■ What to produce ■
In your answer, reproduce exactly the lines from the beginning of the listing below through the one containing "motifs, colors and", and only those lines.

■ Supplied material ■
//! Reading an inspiration image for jewelry motifs

use serde::{Deserialize, Serialize};

use super::Task;
use crate::contract::{Contract, ObjectShape};
use crate::error::ContractError;
use crate::language::Language;

const INSTRUCTIONS_EN: &str = "You are a jewelry designer looking at a customer's inspiration image. \
From the description of the image and the customer's notes, identify the themes, \
motifs, colors and mood, and suggest design elements that would carry them into a piece of jewelry.";

const INSTRUCTIONS_ZH: &str = "你是一位正在查看客户灵感图片的珠宝设计师。\
请根据图片描述和客户备注，提炼其中的主题、图案元素、颜色与氛围，\
并建议可以将这些特点融入珠宝作品的设计元素。";

/// An inspiration image described in text
#[derive(Debug, Clone, Default, PartialEq, Serialize, Deserialize)]
#[serde(rename_all = "camelCase", default)]
pub struct InspirationRequest {
    /// What the image shows
    pub image_description: String,
    /// What the customer likes about it
    pub notes: Option<String>,
}

/// A design element derived from the image
#[derive(Debug, Clone, PartialEq, Serialize, Deserialize)]
pub struct SuggestedElement {
    /// Element name
    pub name: String,
    /// Why it fits
    pub rationale: String,
}

/// Inspiration analysis output
#[derive(Debug, Clone, PartialEq, Serialize, Deserialize)]
#[serde(rename_all = "camelCase")]
pub struct InspirationAnalysis {
    /// Overview, also carries fallback diagnostics
    pub summary: String,
    /// Overarching themes
    pub themes: Vec<String>,
    /// Shapes and patterns worth reusing
    pub motifs: Vec<String>,
    /// Colors as hex codes
    pub color_palette: Vec<String>,
    /// Overall mood
    pub mood: String,
    /// Design elements to carry over
    pub suggested_elements: Vec<SuggestedElement>,
}

/// Analyzes inspiration images
#[derive(Debug, Clone, Copy, Default)]
pub struct InspirationAnalysisTask;

impl Task for InspirationAnalysisTask {
    const NAME: &'static str = "inspiration_analysis";
    type Input = InspirationRequest;
    type Output = InspirationAnalysis;

    fn contract(&self) -> Result<Contract, ContractError> {
        Contract::builder(Self::NAME)
            .description("Inspiration image reading")
            .primary("summary")
            .shape(
                ObjectShape::new()
                    .string("summary", "What the image says about the customer's taste")
                    .string_array("themes", "Overarching themes")
                    .string_array("motifs", "Shapes and patterns worth reusing")
                    .string_array("colorPalette", "Colors as hex codes")
                    .string("mood", "Overall mood")
                    .object_array(
                        "suggestedElements",
                        "Design elements to carry over",
                        ObjectShape::new()
                            .string("name", "Element name")
                            .string("rationale", "Why it fits"),
                    ),
            )
            .build()
    }

    fn instructions(&self, language: Language) -> &'static str {
        match language {
            Language::En => INSTRUCTIONS_EN,
            Language::Zh => INSTRUCTIONS_ZH,
        }
    }
}
//! Jewel AI CLI
//!
//! Command-line front end for the structured output pipeline in
//! `jewel-ai-core`.
//!
//! ## CLI Usage
//!
//! ```bash
//! # Show the schema the model is asked to follow
//! jewel-ai schema --task design_suggestion
//!
//! # Preview the compiled prompts for an input file
//! jewel-ai prompt --task profile_analysis --input answers.json --language zh-CN
//!
//! # Replay a stored model reply
//! jewel-ai replay --task energy_image_analysis --response reply.txt --format json
//!
//! # Run a live generation
//! jewel-ai generate --task inspiration_analysis --input image.yaml --config jewel-ai.toml
//! ```

pub mod cli;
pub mod error;

pub use cli::{Commands, ExitCode, JewelCli, OutputFormat};
pub use error::CliError;

/// Run the CLI and map failures to exit codes
///
/// # Example
///
/// ```rust,no_run
/// use clap::Parser;
/// use jewel_ai_cli::{run_cli, JewelCli};
///
/// #[tokio::main]
/// async fn main() {
///     let cli = JewelCli::parse();
///     let exit_code = run_cli(cli).await;
///     std::process::exit(exit_code.into());
/// }
/// ```
pub async fn run_cli(cli: JewelCli) -> ExitCode {
    match cli::run(cli).await {
        Ok(code) => code,
        Err(e) => {
            eprintln!("Error: {}", e);
            ExitCode::from_error(&e)
        }
    }
}
//! Style profile from questionnaire answers

use serde::{Deserialize, Serialize};

use super::{analytical, Task};
use crate::config::GenerationSettings;
use crate::contract::{Contract, ObjectShape, ScalarKind};
use crate::error::ContractError;
use crate::language::Language;

const INSTRUCTIONS_EN: &str = "You are a personal jewelry stylist. \
Analyze the customer's questionnaire answers and describe their personality and taste. \
Recommend jewelry styles, materials and colors that suit them, and rate how confident \
you are in the analysis with a number between 0 and 1.";

const INSTRUCTIONS_ZH: &str = "你是一位私人珠宝造型顾问。\
请分析客户的问卷回答，描述其性格特点与审美偏好，推荐适合的珠宝风格、材质与颜色，\
并用 0 到 1 之间的数字给出你对本次分析的把握程度。";

/// One questionnaire answer
#[derive(Debug, Clone, Default, PartialEq, Serialize, Deserialize)]
pub struct QuestionAnswer {
    /// Question text
    pub question: String,
    /// Customer answer
    pub answer: String,
}

/// Questionnaire results
#[derive(Debug, Clone, Default, PartialEq, Serialize, Deserialize)]
#[serde(rename_all = "camelCase", default)]
pub struct ProfileAnswers {
    /// Answers in questionnaire order
    pub answers: Vec<QuestionAnswer>,
    /// Personality type computed client-side, if any
    pub personality_type: Option<String>,
}

/// Primary and secondary style
#[derive(Debug, Clone, PartialEq, Serialize, Deserialize)]
#[serde(rename_all = "camelCase")]
pub struct StyleProfile {
    /// Dominant style
    pub primary_style: String,
    /// Supporting style, empty when none
    #[serde(default)]
    pub secondary_style: String,
    /// How the styles combine
    pub description: String,
}

/// Profile analysis output
#[derive(Debug, Clone, PartialEq, Serialize, Deserialize)]
#[serde(rename_all = "camelCase")]
pub struct ProfileAnalysis {
    /// Overview, also carries fallback diagnostics
    pub summary: String,
    /// Traits read from the answers
    pub personality_traits: Vec<String>,
    /// Keywords describing the taste
    pub style_keywords: Vec<String>,
    /// Jewelry styles to suggest
    pub recommended_styles: Vec<String>,
    /// Metals and materials to suggest
    pub recommended_materials: Vec<String>,
    /// Colors as hex codes
    pub color_palette: Vec<String>,
    /// Certainty of the analysis in `[0, 1]`
    pub confidence: f64,
    /// Primary and secondary style
    pub style_profile: StyleProfile,
}

/// Builds a customer style profile
#[derive(Debug, Clone, Copy, Default)]
pub struct ProfileAnalysisTask;

impl Task for ProfileAnalysisTask {
    const NAME: &'static str = "profile_analysis";
    type Input = ProfileAnswers;
    type Output = ProfileAnalysis;

    fn contract(&self) -> Result<Contract, ContractError> {
        Contract::builder(Self::NAME)
            .description("Customer style profile")
            .primary("summary")
            .shape(
                ObjectShape::new()
                    .string("summary", "Overview of the customer's personality and taste")
                    .string_array("personalityTraits", "Notable personality traits")
                    .string_array("styleKeywords", "Keywords describing their style")
                    .string_array("recommendedStyles", "Jewelry styles that suit them")
                    .string_array("recommendedMaterials", "Materials that suit them")
                    .string_array("colorPalette", "Colors as hex codes")
                    .scalar(
                        ScalarKind::Number,
                        "confidence",
                        "Confidence in the analysis, 0 to 1",
                    )
                    .object(
                        "styleProfile",
                        "Structured style profile",
                        ObjectShape::new()
                            .string("primaryStyle", "Dominant style")
                            .optional(ScalarKind::String, "secondaryStyle", "Supporting style")
                            .string("description", "How the styles combine"),
                    ),
            )
            .build()
    }

    fn instructions(&self, language: Language) -> &'static str {
        match language {
            Language::En => INSTRUCTIONS_EN,
            Language::Zh => INSTRUCTIONS_ZH,
        }
    }

    fn settings(&self, base: &GenerationSettings) -> GenerationSettings {
        analytical(base)
    }
}
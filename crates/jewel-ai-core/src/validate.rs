//! Structural validation of parsed replies against a contract
//!
//! The walk visits the contract and the value in lock-step and collects
//! every violation rather than stopping at the first. Keys the contract does
//! not mention are ignored so that a model adding extra commentary fields
//! does not fail an otherwise good reply.

use serde::{Deserialize, Serialize};
use serde_json::{Map, Value};

use crate::contract::{Contract, FieldKind, ObjectShape, ScalarKind};
use crate::error::ValidationError;

/// Path used for the reply as a whole
pub const ROOT_PATH: &str = "$";

/// One mismatch between a value and its contract
#[derive(Debug, Clone, PartialEq, Eq, Serialize, Deserialize)]
pub struct Violation {
    /// Dotted path with `[i]` element indices, e.g. `designIdeas[1].title`
    pub path: String,
    /// Expected kind, e.g. `number` or `array of string`
    pub expected: String,
    /// What was there instead, e.g. `missing` or `string`
    pub found: String,
}

impl Violation {
    /// Create a violation
    pub fn new(
        path: impl Into<String>,
        expected: impl Into<String>,
        found: impl Into<String>,
    ) -> Self {
        Self {
            path: path.into(),
            expected: expected.into(),
            found: found.into(),
        }
    }
}

impl std::fmt::Display for Violation {
    fn fmt(&self, f: &mut std::fmt::Formatter<'_>) -> std::fmt::Result {
        write!(f, "{}: expected {}, found {}", self.path, self.expected, self.found)
    }
}

/// A reply object that passed validation
///
/// Only [`validate`] (and conversion from an already normalized record)
/// can produce one.
#[derive(Debug, Clone, PartialEq)]
pub struct ValidatedRecord(Map<String, Value>);

impl ValidatedRecord {
    pub(crate) fn from_map(map: Map<String, Value>) -> Self {
        Self(map)
    }

    /// Borrow the underlying object
    pub fn as_map(&self) -> &Map<String, Value> {
        &self.0
    }

    /// Take the underlying object
    pub fn into_map(self) -> Map<String, Value> {
        self.0
    }
}

/// Check `value` against `contract`
pub fn validate(contract: &Contract, value: &Value) -> Result<ValidatedRecord, ValidationError> {
    let object = match value {
        Value::Object(object) => object,
        other => {
            return Err(ValidationError::new(vec![Violation::new(
                ROOT_PATH,
                "object",
                json_type(other),
            )]))
        }
    };

    let mut violations = Vec::new();
    check_shape(contract.shape(), object, "", &mut violations);

    if violations.is_empty() {
        Ok(ValidatedRecord(object.clone()))
    } else {
        tracing::debug!(
            contract = contract.name(),
            violations = violations.len(),
            "Reply failed contract validation"
        );
        Err(ValidationError::new(violations))
    }
}

fn check_shape(
    shape: &ObjectShape,
    object: &Map<String, Value>,
    prefix: &str,
    violations: &mut Vec<Violation>,
) {
    for field in shape.fields() {
        let path = join_path(prefix, &field.name);
        let value = object.get(&field.name);

        match &field.kind {
            FieldKind::Scalar(kind) => match value {
                Some(v) if kind.matches(v) => {}
                other => violations.push(Violation::new(path, kind.expected(), describe_found(kind, other))),
            },
            FieldKind::OptionalScalar(kind) => match value {
                None | Some(Value::Null) => {}
                Some(v) if kind.matches(v) => {}
                other => violations.push(Violation::new(path, kind.expected(), describe_found(kind, other))),
            },
            FieldKind::ArrayOf(kind) => match value {
                Some(Value::Array(items)) => {
                    for (index, item) in items.iter().enumerate() {
                        if !kind.matches(item) {
                            violations.push(Violation::new(
                                format!("{}[{}]", path, index),
                                kind.expected(),
                                describe_found(kind, Some(item)),
                            ));
                        }
                    }
                }
                other => violations.push(Violation::new(path, field.kind.expected(), found_type(other))),
            },
            FieldKind::Object(inner) => match value {
                Some(Value::Object(nested)) => check_shape(inner, nested, &path, violations),
                other => violations.push(Violation::new(path, "object", found_type(other))),
            },
            FieldKind::ArrayOfObjects(inner) => match value {
                Some(Value::Array(items)) => {
                    for (index, item) in items.iter().enumerate() {
                        let item_path = format!("{}[{}]", path, index);
                        match item {
                            Value::Object(nested) => {
                                check_shape(inner, nested, &item_path, violations)
                            }
                            other => violations.push(Violation::new(
                                item_path,
                                "object",
                                json_type(other),
                            )),
                        }
                    }
                }
                other => violations.push(Violation::new(path, field.kind.expected(), found_type(other))),
            },
        }
    }
}

fn join_path(prefix: &str, name: &str) -> String {
    if prefix.is_empty() {
        name.to_string()
    } else {
        format!("{}.{}", prefix, name)
    }
}

/// JSON type name of a value
pub fn json_type(value: &Value) -> &'static str {
    match value {
        Value::Null => "null",
        Value::Bool(_) => "boolean",
        Value::Number(_) => "number",
        Value::String(_) => "string",
        Value::Array(_) => "array",
        Value::Object(_) => "object",
    }
}

fn found_type(value: Option<&Value>) -> String {
    value.map(json_type).unwrap_or("missing").to_string()
}

/// Name the offending value when the type alone would not explain the mismatch
fn describe_found(kind: &ScalarKind, value: Option<&Value>) -> String {
    match (kind, value) {
        (ScalarKind::Enum(_), Some(Value::String(s))) => format!("\"{}\"", s),
        (ScalarKind::Integer, Some(Value::Number(n))) => format!("number {}", n),
        (_, other) => found_type(other),
    }
}

#[cfg(test)]
mod tests {
    use super::*;
    use crate::contract::ObjectShape;
    use serde_json::json;

    fn contract() -> Contract {
        Contract::builder("test")
            .primary("summary")
            .shape(
                ObjectShape::new()
                    .string("summary", "")
                    .scalar(ScalarKind::Number, "score", "")
                    .optional(ScalarKind::Integer, "rank", "")
                    .string_array("colors", "")
                    .scalar(ScalarKind::Enum(&["low", "high"]), "level", "")
                    .object("profile", "", ObjectShape::new().string("style", ""))
                    .object_array(
                        "ideas",
                        "",
                        ObjectShape::new().string("title", "").string_array("features", ""),
                    ),
            )
            .build()
            .unwrap()
    }

    fn valid_value() -> Value {
        json!({
            "summary": "ok",
            "score": 0.5,
            "colors": ["#fff"],
            "level": "low",
            "profile": {"style": "minimal"},
            "ideas": [{"title": "Ring", "features": ["thin band"]}]
        })
    }

    fn paths(err: &ValidationError) -> Vec<&str> {
        err.violations.iter().map(|v| v.path.as_str()).collect()
    }

    #[test]
    fn test_valid_value_passes() {
        let record = contract().validate(&valid_value()).unwrap();
        assert_eq!(record.as_map().get("summary"), Some(&json!("ok")));
    }

    #[test]
    fn test_extra_keys_are_ignored() {
        let mut value = valid_value();
        value["commentary"] = json!("extra");
        value["profile"]["mood"] = json!(42);
        assert!(contract().validate(&value).is_ok());
    }

    #[test]
    fn test_missing_required_scalar() {
        let mut value = valid_value();
        value.as_object_mut().unwrap().remove("score");
        let err = contract().validate(&value).unwrap_err();
        assert_eq!(err.violations, vec![Violation::new("score", "number", "missing")]);
    }

    #[test]
    fn test_optional_scalar_rules() {
        let mut value = valid_value();
        value["rank"] = json!(null);
        assert!(contract().validate(&value).is_ok());

        value["rank"] = json!(2.5);
        let err = contract().validate(&value).unwrap_err();
        assert_eq!(
            err.violations,
            vec![Violation::new("rank", "integer", "number 2.5")]
        );
    }

    #[test]
    fn test_array_elements_report_index() {
        let mut value = valid_value();
        value["colors"] = json!(["#fff", 3, "#000", null]);
        let err = contract().validate(&value).unwrap_err();
        assert_eq!(paths(&err), vec!["colors[1]", "colors[3]"]);
        assert_eq!(err.violations[0].found, "number");
    }

    #[test]
    fn test_nested_paths_are_prefixed() {
        let mut value = valid_value();
        value["profile"] = json!({});
        value["ideas"] = json!([{"title": "A", "features": []}, {"features": ["x", 1]}, "oops"]);
        let err = contract().validate(&value).unwrap_err();
        assert_eq!(
            paths(&err),
            vec!["profile.style", "ideas[1].title", "ideas[1].features[1]", "ideas[2]"]
        );
    }

    #[test]
    fn test_reports_all_violations() {
        let err = contract().validate(&json!({"summary": 1})).unwrap_err();
        assert_eq!(
            paths(&err),
            vec!["summary", "score", "colors", "level", "profile", "ideas"]
        );
        assert_eq!(err.violations[2].expected, "array of string");
    }

    #[test]
    fn test_enum_mismatch_names_value() {
        let mut value = valid_value();
        value["level"] = json!("extreme");
        let err = contract().validate(&value).unwrap_err();
        assert_eq!(
            err.violations,
            vec![Violation::new("level", "one of [low, high]", "\"extreme\"")]
        );
    }

    #[test]
    fn test_non_object_root() {
        let err = contract().validate(&json!([1, 2])).unwrap_err();
        assert_eq!(err.violations, vec![Violation::new(ROOT_PATH, "object", "array")]);
    }

    #[test]
    fn test_violation_display() {
        let v = Violation::new("score", "number", "missing");
        assert_eq!(v.to_string(), "score: expected number, found missing");
    }
}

■ Task answer ■
//! Reading an inspiration image for jewelry motifs

use serde::{Deserialize, Serialize};

use super::Task;
use crate::contract::{Contract, ObjectShape};
use crate::error::ContractError;
use crate::language::Language;

const INSTRUCTIONS_EN: &str = "You are a jewelry designer looking at a customer's inspiration image. \
From the description of the image and the customer's notes, identify the themes, \
motifs, colors and mood, and suggest design elements that would carry them into a piece of jewelry.";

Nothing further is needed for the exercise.